America In The Gilded Age: Rise of Big Business, Urbanization & Immigration In The Late 1800s

The Corporation → new innovations in business

  • people are buying stock to invest into these corporations and businesses

    • spreads the risk out so it isn’t all on the company

    • JP Morgan → finds companies and buys them buy owning a majority of their shares

      • would get a seat on the board of directors for these companies

  • Cornelius Vanderbilt → shipping industry

  • Leland Stanford → Owner of the Central Pacific Railway

  • Jay Gould → Also wealthy in the Railroad industry

  • The government was not always laissez-faire (“hands off”)

    • Sweetened incentives for building railroads by giving land for each mile of railroad built

      • Federal Land Grants

  • Railroads first made money by selling land to farmers and ranchers

  • Swift → big in the meat packing industry

    • used vertical integration

  • Carnegie → big in the steel industry

    • cuts out the middle man

      • owns the mines, and the refineries, etc.

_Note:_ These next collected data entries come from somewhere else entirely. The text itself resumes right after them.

impl HeaderMap {
    fn resolve(headers: &[String]) -> Result<Self, LoadError> {
        let find = |column: &'static str| {
            headers
                .iter()
                .position(|h| h.trim().eq_ignore_ascii_case(column))
                .ok_or(LoadError::MissingColumn(column))
        };

        let mut map = HeaderMap {
            name: find(columns::NAME)?,
            host_name: find(columns::HOST_NAME)?,
            country: find(columns::COUNTRY)?,
            property_type: find(columns::PROPERTY_TYPE)?,
            room_type: find(columns::ROOM_TYPE)?,
            price: find(columns::PRICE)?,
            review_scores: find(columns::REVIEW_SCORES)?,
            availability: find(columns::AVAILABILITY)?,
            extras: Vec::new(),
        };

        let known = [
            map.name,
            map.host_name,
            map.country,
            map.property_type,
            map.room_type,
            map.price,
            map.review_scores,
            map.availability,
        ];
        map.extras = headers
            .iter()
            .enumerate()
            .filter(|(i, _)| !known.contains(i))
            .map(|(i, h)| (i, h.trim().to_string()))
            .collect();
        Ok(map)
    }

    fn extra_columns(&self) -> Vec<String> {
        self.extras.iter().map(|(_, name)| name.clone()).collect()
    }

    /// Convert one source row (cells aligned with the header) into a listing.
    fn listing(&self, row: usize, mut cells: Vec<CellValue>) -> Result<Listing, LoadError> {
        let mut take = |idx: usize| {
            cells
                .get_mut(idx)
                .map(|cell| std::mem::replace(cell, CellValue::Null))
                .unwrap_or(CellValue::Null)
        };

        let name = text(take(self.name));
        let host_name = text(take(self.host_name));
        let country = required_text(row, columns::COUNTRY, take(self.country))?;
        let property_type = required_text(row, columns::PROPERTY_TYPE, take(self.property_type))?;
        let room_type = required_text(row, columns::ROOM_TYPE, take(self.room_type))?;

        let price = number(row, columns::PRICE, take(self.price))?.ok_or_else(|| {
            invalid(row, columns::PRICE, "blank price")
        })?;
        if price < 0.0 {
            return Err(invalid(row, columns::PRICE, format!("negative price {price}")));
        }

        let review_score = number(row, columns::REVIEW_SCORES, take(self.review_scores))?;

        let availability = number(row, columns::AVAILABILITY, take(self.availability))?
            .ok_or_else(|| invalid(row, columns::AVAILABILITY, "blank availability"))?;
        if availability.fract() != 0.0 || !(0.0..=365.0).contains(&availability) {
            return Err(invalid(
                row,
                columns::AVAILABILITY,
                format!("{availability} is not a whole number of days in 0..=365"),
            ));
        }

        let extra = self
            .extras
            .iter()
            .map(|(idx, col)| {
                let cell = match take(*idx) {
                    CellValue::Text(s) => CellValue::infer(&s),
                    other => other,
                };
                (col.clone(), cell)
            })
            .collect::<BTreeMap<_, _>>();

        Ok(Listing {
            name,
            host_name,
            country,
            property_type,
            room_type,
            price,
            review_score,
            availability_365: availability as u16,
            extra,
        })
    }
}
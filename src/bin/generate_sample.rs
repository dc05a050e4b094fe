//! Writes a synthetic listings dataset as `sample_listings.csv` and
//! `sample_listings.parquet`.
//!
//! Usage: `generate_sample [rows] [out_dir]` (defaults: 2000 rows, `.`).

use std::path::{Path, PathBuf};
use std::sync::Arc;

use anyhow::{Context, Result};
use arrow::array::{ArrayRef, Float64Array, Int64Array, StringArray, UInt16Array};
use arrow::datatypes::{DataType, Field, Schema};
use arrow::record_batch::RecordBatch;
use arrow::util::pretty::pretty_format_batches;
use parquet::arrow::ArrowWriter;
use rand::rngs::StdRng;
use rand::seq::SliceRandom;
use rand::{Rng, SeedableRng};

const SEED: u64 = 0x5EED_1157;

/// Country with its typical nightly price.
const COUNTRIES: [(&str, f64); 9] = [
    ("United States", 180.0),
    ("Spain", 95.0),
    ("Portugal", 80.0),
    ("Brazil", 60.0),
    ("Turkey", 55.0),
    ("Canada", 140.0),
    ("Australia", 170.0),
    ("Hong Kong", 120.0),
    ("China", 70.0),
];

/// Property type with a price multiplier.
const PROPERTY_TYPES: [(&str, f64); 8] = [
    ("Apartment", 1.0),
    ("House", 1.4),
    ("Condominium", 1.2),
    ("Serviced apartment", 1.3),
    ("Loft", 1.1),
    ("Guest suite", 0.8),
    ("Villa", 3.0),
    ("Hostel", 0.4),
];

const ROOM_TYPES: [(&str, f64); 3] = [
    ("Entire home/apt", 1.0),
    ("Private room", 0.55),
    ("Shared room", 0.3),
];

const FIRST_NAMES: [&str; 16] = [
    "Ana", "Bruno", "Chen", "Dana", "Emre", "Fatima", "Gustavo", "Hana", "Ivan", "Julia", "Kai",
    "Lucia", "Marco", "Nadia", "Omar", "Pia",
];

const ADJECTIVES: [&str; 8] = [
    "Sunny", "Cozy", "Modern", "Quiet", "Spacious", "Charming", "Central", "Bright",
];

struct Row {
    id: i64,
    name: String,
    host_name: String,
    country: &'static str,
    property_type: &'static str,
    room_type: &'static str,
    price: f64,
    review_score: Option<f64>,
    availability: u16,
}

fn generate(n: usize, rng: &mut StdRng) -> Vec<Row> {
    // A small pool of hosts so some hosts hold many listings.
    let hosts: Vec<String> = (0..n.div_ceil(4).max(1))
        .map(|i| format!("{} {}", FIRST_NAMES[i % FIRST_NAMES.len()], i / FIRST_NAMES.len() + 1))
        .collect();

    (0..n)
        .map(|i| {
            let &(country, base) = COUNTRIES.choose(rng).unwrap_or(&COUNTRIES[0]);
            let &(property_type, p_mult) = PROPERTY_TYPES.choose(rng).unwrap_or(&PROPERTY_TYPES[0]);
            let &(room_type, r_mult) = ROOM_TYPES.choose(rng).unwrap_or(&ROOM_TYPES[0]);
            // Skew host choice toward the front of the pool.
            let host_idx = ((rng.gen::<f64>().powi(3)) * hosts.len() as f64) as usize;
            let noise: f64 = rng.gen_range(0.6..1.6);
            let price = (base * p_mult * r_mult * noise).round().max(9.0);
            let review_score = if rng.gen_bool(0.85) {
                Some(f64::from(rng.gen_range(60u8..=100)))
            } else {
                None
            };
            let adjective = ADJECTIVES.choose(rng).copied().unwrap_or("Nice");
            Row {
                id: 10_000_000 + i as i64,
                name: format!("{adjective} {} in {country}", property_type.to_lowercase()),
                host_name: hosts[host_idx.min(hosts.len() - 1)].clone(),
                country,
                property_type,
                room_type,
                price,
                review_score,
                availability: rng.gen_range(0..=365),
            }
        })
        .collect()
}

fn to_batch(rows: &[Row]) -> Result<RecordBatch> {
    let schema = Arc::new(Schema::new(vec![
        Field::new("Id", DataType::Int64, false),
        Field::new("Name", DataType::Utf8, false),
        Field::new("Host_name", DataType::Utf8, false),
        Field::new("Country", DataType::Utf8, false),
        Field::new("Property_type", DataType::Utf8, false),
        Field::new("Room_type", DataType::Utf8, false),
        Field::new("Price", DataType::Float64, false),
        Field::new("Review_scores", DataType::Float64, true),
        Field::new("Availability_365", DataType::UInt16, false),
    ]));

    let columns: Vec<ArrayRef> = vec![
        Arc::new(Int64Array::from_iter_values(rows.iter().map(|r| r.id))),
        Arc::new(StringArray::from_iter_values(rows.iter().map(|r| r.name.as_str()))),
        Arc::new(StringArray::from_iter_values(rows.iter().map(|r| r.host_name.as_str()))),
        Arc::new(StringArray::from_iter_values(rows.iter().map(|r| r.country))),
        Arc::new(StringArray::from_iter_values(rows.iter().map(|r| r.property_type))),
        Arc::new(StringArray::from_iter_values(rows.iter().map(|r| r.room_type))),
        Arc::new(Float64Array::from_iter_values(rows.iter().map(|r| r.price))),
        Arc::new(Float64Array::from_iter(rows.iter().map(|r| r.review_score))),
        Arc::new(UInt16Array::from_iter_values(rows.iter().map(|r| r.availability))),
    ];

    RecordBatch::try_new(schema, columns).context("building record batch")
}

fn write_parquet(batch: &RecordBatch, path: &Path) -> Result<()> {
    let file = std::fs::File::create(path).with_context(|| format!("creating {}", path.display()))?;
    let mut writer = ArrowWriter::try_new(file, batch.schema(), None)?;
    writer.write(batch)?;
    writer.close()?;
    Ok(())
}

fn write_csv(rows: &[Row], path: &Path) -> Result<()> {
    let mut writer = csv::Writer::from_path(path).with_context(|| format!("creating {}", path.display()))?;
    writer.write_record([
        "Id",
        "Name",
        "Host_name",
        "Country",
        "Property_type",
        "Room_type",
        "Price",
        "Review_scores",
        "Availability_365",
    ])?;
    for r in rows {
        writer.write_record([
            r.id.to_string(),
            r.name.clone(),
            r.host_name.clone(),
            r.country.to_string(),
            r.property_type.to_string(),
            r.room_type.to_string(),
            r.price.to_string(),
            r.review_score.map(|s| s.to_string()).unwrap_or_default(),
            r.availability.to_string(),
        ])?;
    }
    writer.flush()?;
    Ok(())
}

fn main() -> Result<()> {
    env_logger::init();

    let mut args = std::env::args().skip(1);
    let n: usize = match args.next() {
        Some(s) => s.parse().with_context(|| format!("'{s}' is not a row count"))?,
        None => 2000,
    };
    let out_dir = args.next().map(PathBuf::from).unwrap_or_else(|| PathBuf::from("."));

    let mut rng = StdRng::seed_from_u64(SEED);
    let rows = generate(n, &mut rng);
    let batch = to_batch(&rows)?;

    let csv_path = out_dir.join("sample_listings.csv");
    let parquet_path = out_dir.join("sample_listings.parquet");
    write_csv(&rows, &csv_path)?;
    write_parquet(&batch, &parquet_path)?;

    log::info!("Wrote {n} listings to {} and {}", csv_path.display(), parquet_path.display());
    println!("{}", pretty_format_batches(&[batch.slice(0, n.min(5))])?);
    Ok(())
}
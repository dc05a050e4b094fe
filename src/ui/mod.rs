pub mod charts;
pub mod pages;
pub mod panels;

      • creation of Vertical Integration

  • Rockefeller → big in the oil industry

    • Doesn’t own every aspect of the industry but dominates a single part of the industry

      • dominates the refining industry → horizontal integration

        • all are big because they are able to out-compete their competetors

          • Vertical Integration → Owns all steps in the process which allows you to sell your product for cheaper

          • Horizontal Integration → dominating one part of the industry

  • “Survival of the Fittest”

  • Captians of Industry… or Robber Barrons

Urbanization → growth of cities

  • New pattern of immigration

    • By the 1880’s → Large number of immigrants are coming from Southern and Eastern Europe

      • given the title, “new immigrants”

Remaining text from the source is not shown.